I respect people’s pro-choice stance. Most of them condemn most abortions but don’t think a government should make decisions affecting the mother’s body. Indeed, when I see “Choose Life” license plates, I wonder if the driver is a pro-life person acknowledging the mother’s right to choose or a pro-choice person begging that mothers consider alternatives to abortion. And I know parents – both pro-life and pro-choice parents – who are more noble than I: they have adopted unwanted children.

Many Evangelicals will vote for any major-party presidential candidate who claims to be pro-life. This year, then, many Evangelicals will vote for Donald Trump.3 Most of them have made their peace with a candidate whose lifestyle is hardly Christian and who recognizes no need for redemption. They have also made their peace with a candidate whom they recognize as being largely outside of the American conservative tradition. Many of these Evangelicals even agree with the conclusion, stated in a letter signed last week by hundreds of American political science professors, that Trump’s candidacy is “a grave threat to American democracy and to other democratic governments around the world.” These Evangelicals are willing to dismiss that threat because Trump claims to be pro-life.

How did we get to the place where many Evangelicals are willing to risk democracy itself in order to vote for someone who claims to be pro-life?

I’ll hazard an answer. We Evangelicals don’t know our political science. We persist in a form of Constitutional exegesis that we would, I trust, never apply to the Bible.

Most Evangelicals are strict constructionists, which is a far cry from favoring the Founders’ original intent. Strict constructionists look at what lawyers call “the four corners of the document” – in this case, the United States Constitution – without any guiding principles except principles resembling those of statutory construction. If strict constructionists don’t find the answer in the Constitution, they put it to a vote.

Robert Bork calls the operation of strict constructionism “majority morality.” Here’s how it works as it moves from Constitutional interpretation to the political sphere:

There is no way to decide these questions [that place moral positions at odds with one another] other than by reference to some system of moral or ethical principles about which people can and do disagree.

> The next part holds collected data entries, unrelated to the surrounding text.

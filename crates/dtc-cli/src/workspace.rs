//! Configuration resolution and the mapping store shared by commands.

use std::path::{Path, PathBuf};
use std::sync::Arc;

use anyhow::{Context, Result};
use tracing::info;

use dtc_core::{AppConfig, Dataset};
use dtc_map::{MappingRepository, MappingSet, MappingStore};
use dtc_model::MappingKind;

/// Loads the configuration and applies the CLI directory flags last.
pub fn resolve_config(
    config_path: Option<&Path>,
    resources: Option<PathBuf>,
    mappings: Option<PathBuf>,
) -> Result<AppConfig> {
    let mut config = AppConfig::load(config_path).context("load configuration")?;
    if let Some(dir) = resources {
        config.resource_dir = dir;
    }
    if let Some(dir) = mappings {
        config.mapping_dir = dir;
    }
    Ok(config)
}

/// Configuration plus the current mapping snapshot and its on-disk repository.
pub struct Workspace {
    config: AppConfig,
    repository: MappingRepository,
    store: MappingStore,
}

impl Workspace {
    pub fn open(config: AppConfig) -> Self {
        let repository = MappingRepository::new(&config.mapping_dir);
        let store = MappingStore::new(repository.load_all());
        Self {
            config,
            repository,
            store,
        }
    }

    pub fn config(&self) -> &AppConfig {
        &self.config
    }

    pub fn mappings(&self) -> Arc<MappingSet> {
        self.store.snapshot()
    }

    /// Loads the dataset against the current mapping snapshot.
    pub fn load_dataset(&self) -> Dataset {
        Dataset::load(&self.config, &self.mappings())
    }

    /// Adds or replaces one entry, saves its table and swaps the snapshot.
    pub fn set_mapping(&self, kind: MappingKind, raw: &str, standard: &str) -> Result<PathBuf> {
        let mut table = self.mappings().table(kind).clone();
        if !table.insert(raw, standard) {
            anyhow::bail!("mapping values must not be blank");
        }
        let path = self
            .repository
            .save_table(&table)
            .with_context(|| format!("save {kind} mapping"))?;
        self.store.replace_table(table);
        info!(%kind, path = %path.display(), "mapping entry saved");
        Ok(path)
    }

    /// Removes one entry; returns the removed standard value when it existed.
    pub fn remove_mapping(&self, kind: MappingKind, raw: &str) -> Result<Option<String>> {
        let mut table = self.mappings().table(kind).clone();
        let Some(removed) = table.remove(raw.trim()) else {
            return Ok(None);
        };
        let path = self
            .repository
            .save_table(&table)
            .with_context(|| format!("save {kind} mapping"))?;
        self.store.replace_table(table);
        info!(%kind, path = %path.display(), "mapping entry removed");
        Ok(Some(removed))
    }
}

Because we disagree, we put such issues to a vote and, where the Constitution does not speak, the majority morality prevails. (From Bork’s book The Tempting of America)

In our pluralistic society, Bork says, the controlling values are the majority’s. But is it really a majority’s prerogative to decide what’s right? Isn’t this the kind of nihilistic thinking conservatives often attribute to liberals?

Here’s conservative Edward J. Erler‘s response to Bork:

Indeed, Madison, like Jefferson, argued . . . that a majority may do only those things “that could be rightfully done by the unanimous concurrence of the members.” Thus it is not simply the will of the majority that “rightfully” rules in a democracy, but the rational will of the majority. In the same vein, Jefferson wrote that “[i]ndependence can be trusted nowhere but with the people in mass. They are inherently independent of all but moral law.” Thus, it is clear that Madison and Jefferson viewed the people as a moral entity, not simply as a collection of discrete value-positing individuals. The positivism of both Bork and Rehnquist is predicated on a kind of moral relativism that ultimately leads to nihilism. (Edward J. Erler, in his introduction to Harry V. Jaffa’s Storm Over the Constitution, p. xxix)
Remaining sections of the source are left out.